Wer über die Grenze geflüchtet ist, kann zumindest nicht mehr unter Beschuss genommen werden. Aber auch die Situation in manchen Flüchtlingscamps ist schwierig, zum Beispiel im Libanon. Der Staat hat wenig Möglichkeiten, um Unterstützung zu leisten. Die internationale Staatengemeinschaft muss ihre Anstrengungen erhöhen und nicht auf Hilferufe aus den syrischen Nachbarländern warten. Was in diesen Ländern passiert, wird aber wenigstens wahrgenommen. Für die humanitäre Katastrophe, die sich innerhalb Syriens abspielt, interessiert sich kaum jemand. Dort sind mittlerweile mehrere Millionen Menschen auf der Flucht. Sie irren umher, müssen auf Straßen und Autobahnen übernachten. Städte, in denen nicht gekämpft wird, sind total überfüllt. Es werden Schulen zu Flüchtlingslagern und Krankenstationen umfunktioniert, es mangelt an Nahrungsmitteln und Medikamenten.

Die Opposition gilt als heillos zerstrittener Haufen, besonders die Positionen zwischen Exilsyrern und Oppositionellen im Inland könnten gegensätzlicher kaum sein. Wie soll ein Regimewechsel funktionieren, wenn die Gegner nicht mit einer Stimme sprechen?
Hinsichtlich des Ziels sind sich alle Oppositionsgruppen einig: Es geht für alle darum, einen Regimewechsel herbeizuführen. Dass dies mit diplomatischen Mitteln erreicht werden kann, glaubt auch keiner mehr. Die Freie Syrische Armee ist als legitimer Teil der syrischen Revolution von allen Gruppen anerkannt – damit ist einer der großen Streitpunkte ausgeräumt. Es gibt natürlich unterschiedliche Vorstellungen über die Gestaltung der Zukunft des Landes.

Umstritten ist doch aber auch die Frage, ob lediglich Assad abdanken soll oder die gesamte syrische Führung ausgewechselt werden muss.
Für die gesamte Opposition ist klar, dass das Land erst zurückkommen kann, wenn ein kompletter Regimewechsel stattgefunden hat. Es ist aber auch klar, dass dieser Wechsel sofort nicht möglich ist.
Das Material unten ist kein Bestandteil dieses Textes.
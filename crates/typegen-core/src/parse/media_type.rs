use indexmap::IndexMap;
use serde::{Deserialize, Serialize};

use super::schema::SchemaOrRef;

/// A media type object.
#[derive(Debug, Clone, PartialEq, Default, Serialize, Deserialize)]
pub struct MediaType {
    #[serde(skip_serializing_if = "Option::is_none")]
    pub schema: Option<SchemaOrRef>,

    #[serde(skip_serializing_if = "Option::is_none")]
    pub example: Option<serde_json::Value>,

    #[serde(default, skip_serializing_if = "IndexMap::is_empty")]
    pub examples: IndexMap<String, serde_json::Value>,
}
use log::debug;

use crate::config::FilterConfig;
use crate::parse::operation::{Operation, METHODS};
use crate::parse::schema::{Schema, SchemaOrRef};
use crate::parse::spec::OpenApiSpec;

/// Apply include/exclude rules to a document before resolution.
///
/// Empty rule lists are no-ops. Operations are dropped by path, tag and
/// operation id; schema properties by per-schema lists (required
/// properties always survive); schema extensions by key. Example values
/// are stripped everywhere so they never leak into generated output.
pub fn filter_document(spec: &mut OpenApiSpec, cfg: &FilterConfig) {
    filter_operations(spec, cfg);
    filter_component_schemas(spec, cfg);
}

fn filter_operations(spec: &mut OpenApiSpec, cfg: &FilterConfig) {
    spec.paths.retain(|path, _| {
        if !cfg.include.paths.is_empty() && !cfg.include.paths.contains(path) {
            debug!("filtering out path {path}: not in include list");
            return false;
        }
        if cfg.exclude.paths.contains(path) {
            debug!("filtering out path {path}: excluded");
            return false;
        }
        true
    });

    for path_item in spec.paths.values_mut() {
        for method in METHODS {
            let Some(op) = path_item.operation(method) else {
                continue;
            };
            if should_remove_operation(op, cfg) {
                path_item.set_operation(method, None);
            } else if let Some(op) = path_item.operation_mut(method) {
                strip_operation_examples(op);
            }
        }
    }
}

fn should_remove_operation(op: &Operation, cfg: &FilterConfig) -> bool {
    if op.tags.iter().any(|t| cfg.exclude.tags.contains(t)) {
        return true;
    }
    if !cfg.include.tags.is_empty()
        && !op.tags.iter().any(|t| cfg.include.tags.contains(t))
    {
        return true;
    }

    let op_id = op.operation_id.as_deref().unwrap_or_default();
    if cfg.exclude.operation_ids.iter().any(|id| id == op_id) {
        return true;
    }
    if !cfg.include.operation_ids.is_empty()
        && !cfg.include.operation_ids.iter().any(|id| id == op_id)
    {
        return true;
    }
    false
}

fn strip_operation_examples(op: &mut Operation) {
    if let Some(crate::parse::request_body::RequestBodyOrRef::RequestBody(body)) =
        op.request_body.as_mut()
    {
        for content in body.content.values_mut() {
            content.example = None;
            content.examples.clear();
        }
    }
    for response in op.responses.values_mut() {
        if let crate::parse::response::ResponseOrRef::Response(response) = response {
            for content in response.content.values_mut() {
                content.example = None;
                content.examples.clear();
            }
        }
    }
    for param in &mut op.parameters {
        if let crate::parse::parameter::ParameterOrRef::Parameter(param) = param {
            param.example = None;
        }
    }
}

fn filter_component_schemas(spec: &mut OpenApiSpec, cfg: &FilterConfig) {
    let Some(components) = spec.components.as_mut() else {
        return;
    };

    for (schema_name, node) in components.schemas.iter_mut() {
        let SchemaOrRef::Schema(schema) = node else {
            continue;
        };

        schema.example = None;

        filter_schema_extensions(schema, cfg);

        let include = cfg.include.schema_properties.get(schema_name);
        let exclude = cfg.exclude.schema_properties.get(schema_name);
        if include.is_none() && exclude.is_none() {
            continue;
        }

        let required = schema.required.clone();
        schema.properties.retain(|prop_name, _| {
            // Required properties are never filtered out.
            if required.contains(prop_name) {
                return true;
            }
            if let Some(include) = include {
                if !include.contains(prop_name) {
                    debug!("filtering out {schema_name}.{prop_name}: not included");
                    return false;
                }
            }
            if let Some(exclude) = exclude {
                if exclude.contains(prop_name) {
                    debug!("filtering out {schema_name}.{prop_name}: excluded");
                    return false;
                }
            }
            true
        });
    }
}

fn filter_schema_extensions(schema: &mut Schema, cfg: &FilterConfig) {
    if cfg.include.extensions.is_empty() && cfg.exclude.extensions.is_empty() {
        return;
    }
    let include = &cfg.include.extensions;
    let exclude = &cfg.exclude.extensions;
    schema.extensions.retain(|key, _| {
        if !include.is_empty() {
            return include.contains(key);
        }
        !exclude.contains(key)
    });
}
So stehen wir vor der schwierigen Frage, welchen Funktionären man noch so weit vertrauen kann, um sie an einer Übergangsregierung zu beteiligen. Ein gutes Beispiel ist der ins französische Exil geflohene General Manaf Tlass: Er ist auf der einen Seite ein wichtiger Bestandteil des Regimes gewesen und ein Sohn des ehemaligen Verteidigungsministers, auf der anderen hat er selbst – soweit wir wissen – keine größeren Straftaten zu verantworten. Eine Übergangsregierung wird aber nur unter der Führung einer Persönlichkeit aus der Opposition möglich sein. Alles andere ist der syrischen Bevölkerung nicht zuzumuten.

Sie selbst sind Mitglied im Syrischen Nationalrat. Wie nehmen Sie diese Rolle wahr?
Die Mitglieder des Nationalrates in Deutschland fungieren als Kontaktpersonen der offiziellen Stellen in der Politik und für Hilfsorganisationen, aber auch als Ansprechpartner für die Mitglieder der syrischen Gemeinden in Deutschland. Dazu kommen die internen Aufgaben des Nationalrates, das heißt, die Diskussionen hinsichtlich der Übergangsphase und der Gestaltung des Landes in der Zukunft zu führen.